▶ TASK OBJECTIVE: Look through the data below for the line with "selection: if args.broad", and transcribe it exactly together with each line after it up to and including the line with "line.clear();". Give nothing else.
---+---
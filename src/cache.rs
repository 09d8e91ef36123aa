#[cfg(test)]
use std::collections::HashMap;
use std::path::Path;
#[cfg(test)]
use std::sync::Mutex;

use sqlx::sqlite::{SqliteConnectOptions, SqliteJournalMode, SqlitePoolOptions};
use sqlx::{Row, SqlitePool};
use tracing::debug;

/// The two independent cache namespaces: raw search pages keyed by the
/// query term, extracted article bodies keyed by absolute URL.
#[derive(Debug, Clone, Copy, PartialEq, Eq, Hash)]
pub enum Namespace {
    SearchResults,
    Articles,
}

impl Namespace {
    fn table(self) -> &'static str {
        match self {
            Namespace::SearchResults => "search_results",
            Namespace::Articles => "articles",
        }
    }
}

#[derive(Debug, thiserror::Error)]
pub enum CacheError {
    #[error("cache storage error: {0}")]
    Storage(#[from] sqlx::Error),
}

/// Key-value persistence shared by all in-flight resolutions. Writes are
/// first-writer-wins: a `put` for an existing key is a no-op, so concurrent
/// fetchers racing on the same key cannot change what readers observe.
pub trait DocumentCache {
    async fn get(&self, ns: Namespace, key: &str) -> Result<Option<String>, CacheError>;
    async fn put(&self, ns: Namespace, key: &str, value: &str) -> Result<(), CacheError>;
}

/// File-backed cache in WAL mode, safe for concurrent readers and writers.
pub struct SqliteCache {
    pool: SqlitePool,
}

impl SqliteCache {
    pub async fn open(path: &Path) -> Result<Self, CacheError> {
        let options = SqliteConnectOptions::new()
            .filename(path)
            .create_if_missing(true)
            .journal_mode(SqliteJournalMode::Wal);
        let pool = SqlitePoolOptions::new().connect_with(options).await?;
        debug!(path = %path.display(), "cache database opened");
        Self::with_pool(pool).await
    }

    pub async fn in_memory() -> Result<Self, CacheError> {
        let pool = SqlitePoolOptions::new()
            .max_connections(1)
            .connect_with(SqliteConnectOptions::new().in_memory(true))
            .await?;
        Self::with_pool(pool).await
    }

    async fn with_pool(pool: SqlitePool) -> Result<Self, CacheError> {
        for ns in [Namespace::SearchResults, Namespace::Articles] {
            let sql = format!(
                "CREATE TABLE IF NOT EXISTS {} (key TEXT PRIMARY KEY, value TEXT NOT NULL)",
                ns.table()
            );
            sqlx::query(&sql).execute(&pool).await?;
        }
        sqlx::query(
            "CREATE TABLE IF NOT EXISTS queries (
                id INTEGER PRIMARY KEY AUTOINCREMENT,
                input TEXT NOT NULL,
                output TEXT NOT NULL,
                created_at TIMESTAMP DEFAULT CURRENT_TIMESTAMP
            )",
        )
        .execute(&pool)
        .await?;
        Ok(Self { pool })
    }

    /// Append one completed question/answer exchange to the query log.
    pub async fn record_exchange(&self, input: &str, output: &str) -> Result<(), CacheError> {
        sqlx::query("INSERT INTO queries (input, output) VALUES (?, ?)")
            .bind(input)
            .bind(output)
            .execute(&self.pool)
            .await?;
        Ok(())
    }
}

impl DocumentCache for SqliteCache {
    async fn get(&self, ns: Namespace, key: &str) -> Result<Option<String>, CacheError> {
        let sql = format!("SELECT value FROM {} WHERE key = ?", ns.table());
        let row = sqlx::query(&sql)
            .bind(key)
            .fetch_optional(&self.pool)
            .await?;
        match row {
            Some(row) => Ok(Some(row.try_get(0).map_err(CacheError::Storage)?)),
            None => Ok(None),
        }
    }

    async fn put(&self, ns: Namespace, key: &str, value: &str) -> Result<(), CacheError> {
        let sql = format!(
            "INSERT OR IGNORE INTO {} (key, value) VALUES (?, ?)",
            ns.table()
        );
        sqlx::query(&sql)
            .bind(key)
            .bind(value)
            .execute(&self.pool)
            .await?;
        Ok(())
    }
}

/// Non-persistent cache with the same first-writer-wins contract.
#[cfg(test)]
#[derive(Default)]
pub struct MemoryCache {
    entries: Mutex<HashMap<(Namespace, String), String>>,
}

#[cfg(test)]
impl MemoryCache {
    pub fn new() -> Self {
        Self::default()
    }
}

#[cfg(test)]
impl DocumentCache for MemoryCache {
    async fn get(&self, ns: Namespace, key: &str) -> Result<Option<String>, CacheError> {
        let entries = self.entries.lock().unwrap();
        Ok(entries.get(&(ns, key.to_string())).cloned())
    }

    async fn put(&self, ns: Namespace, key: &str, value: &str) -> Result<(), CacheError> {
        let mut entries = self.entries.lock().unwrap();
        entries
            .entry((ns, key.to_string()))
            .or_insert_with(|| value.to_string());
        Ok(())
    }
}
---+---
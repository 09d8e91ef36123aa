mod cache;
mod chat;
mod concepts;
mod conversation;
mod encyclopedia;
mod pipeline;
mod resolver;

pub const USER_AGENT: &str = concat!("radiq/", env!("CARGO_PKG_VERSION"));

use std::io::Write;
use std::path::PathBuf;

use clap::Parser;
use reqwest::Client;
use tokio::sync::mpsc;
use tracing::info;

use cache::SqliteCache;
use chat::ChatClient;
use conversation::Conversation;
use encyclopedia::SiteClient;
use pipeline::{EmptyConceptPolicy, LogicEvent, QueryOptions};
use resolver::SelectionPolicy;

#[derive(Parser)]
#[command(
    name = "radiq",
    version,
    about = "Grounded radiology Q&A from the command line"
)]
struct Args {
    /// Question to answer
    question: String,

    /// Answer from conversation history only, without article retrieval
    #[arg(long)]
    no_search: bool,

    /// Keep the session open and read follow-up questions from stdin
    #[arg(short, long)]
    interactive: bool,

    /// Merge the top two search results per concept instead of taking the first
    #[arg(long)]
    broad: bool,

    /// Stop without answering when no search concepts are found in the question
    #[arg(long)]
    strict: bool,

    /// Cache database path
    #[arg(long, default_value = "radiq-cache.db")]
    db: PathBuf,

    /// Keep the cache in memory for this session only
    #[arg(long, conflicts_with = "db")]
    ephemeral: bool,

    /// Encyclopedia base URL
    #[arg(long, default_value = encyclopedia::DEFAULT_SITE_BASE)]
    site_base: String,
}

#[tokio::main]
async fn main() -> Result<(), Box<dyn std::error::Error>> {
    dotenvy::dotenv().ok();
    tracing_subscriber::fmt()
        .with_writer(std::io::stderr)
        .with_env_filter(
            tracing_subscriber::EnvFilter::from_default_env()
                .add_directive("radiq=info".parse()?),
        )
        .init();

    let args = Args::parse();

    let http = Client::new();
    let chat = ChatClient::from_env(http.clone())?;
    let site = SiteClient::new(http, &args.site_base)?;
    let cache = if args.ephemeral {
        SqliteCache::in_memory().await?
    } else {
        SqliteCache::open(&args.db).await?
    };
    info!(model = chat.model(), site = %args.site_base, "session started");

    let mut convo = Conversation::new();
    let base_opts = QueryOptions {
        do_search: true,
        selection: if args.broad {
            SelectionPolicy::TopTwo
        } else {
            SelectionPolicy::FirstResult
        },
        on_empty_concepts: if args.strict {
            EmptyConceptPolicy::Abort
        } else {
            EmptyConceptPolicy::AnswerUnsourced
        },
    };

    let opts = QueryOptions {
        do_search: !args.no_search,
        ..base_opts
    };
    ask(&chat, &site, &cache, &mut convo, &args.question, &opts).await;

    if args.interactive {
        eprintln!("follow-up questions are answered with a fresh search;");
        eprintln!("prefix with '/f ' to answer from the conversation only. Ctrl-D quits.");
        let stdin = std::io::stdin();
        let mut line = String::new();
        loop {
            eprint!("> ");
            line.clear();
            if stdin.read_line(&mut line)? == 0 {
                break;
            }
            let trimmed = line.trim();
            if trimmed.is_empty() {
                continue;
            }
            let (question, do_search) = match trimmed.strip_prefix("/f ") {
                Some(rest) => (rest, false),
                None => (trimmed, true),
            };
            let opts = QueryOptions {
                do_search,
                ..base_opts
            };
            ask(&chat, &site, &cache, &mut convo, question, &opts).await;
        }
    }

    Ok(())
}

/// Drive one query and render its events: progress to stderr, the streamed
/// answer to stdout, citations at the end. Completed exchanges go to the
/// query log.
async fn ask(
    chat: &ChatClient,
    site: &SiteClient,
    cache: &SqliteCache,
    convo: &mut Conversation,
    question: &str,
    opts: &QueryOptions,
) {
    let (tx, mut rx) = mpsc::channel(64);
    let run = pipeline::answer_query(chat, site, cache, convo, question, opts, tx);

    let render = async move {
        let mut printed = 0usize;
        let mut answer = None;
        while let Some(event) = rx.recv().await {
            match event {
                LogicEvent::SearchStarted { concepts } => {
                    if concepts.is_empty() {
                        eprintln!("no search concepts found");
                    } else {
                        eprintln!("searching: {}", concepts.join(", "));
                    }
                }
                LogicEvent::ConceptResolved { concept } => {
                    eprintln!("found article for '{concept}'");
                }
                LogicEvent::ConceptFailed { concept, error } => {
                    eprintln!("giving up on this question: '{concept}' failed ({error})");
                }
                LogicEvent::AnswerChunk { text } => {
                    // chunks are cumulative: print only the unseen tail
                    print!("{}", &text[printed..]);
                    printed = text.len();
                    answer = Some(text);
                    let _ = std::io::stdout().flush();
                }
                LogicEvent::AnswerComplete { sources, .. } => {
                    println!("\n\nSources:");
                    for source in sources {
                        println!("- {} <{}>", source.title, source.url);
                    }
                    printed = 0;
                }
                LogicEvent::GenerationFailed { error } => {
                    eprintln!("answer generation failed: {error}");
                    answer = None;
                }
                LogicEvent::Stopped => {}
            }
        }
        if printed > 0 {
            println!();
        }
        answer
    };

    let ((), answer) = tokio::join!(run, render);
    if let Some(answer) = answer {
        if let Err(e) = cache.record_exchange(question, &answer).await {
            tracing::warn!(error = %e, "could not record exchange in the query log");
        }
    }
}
---+---
▶ OUTPUT:
        selection: if args.broad {
            SelectionPolicy::TopTwo
        } else {
            SelectionPolicy::FirstResult
        },
        on_empty_concepts: if args.strict {
            EmptyConceptPolicy::Abort
        } else {
            EmptyConceptPolicy::AnswerUnsourced
        },
    };

    let opts = QueryOptions {
        do_search: !args.no_search,
        ..base_opts
    };
    ask(&chat, &site, &cache, &mut convo, &args.question, &opts).await;

    if args.interactive {
        eprintln!("follow-up questions are answered with a fresh search;");
        eprintln!("prefix with '/f ' to answer from the conversation only. Ctrl-D quits.");
        let stdin = std::io::stdin();
        let mut line = String::new();
        loop {
            eprint!("> ");
            line.clear();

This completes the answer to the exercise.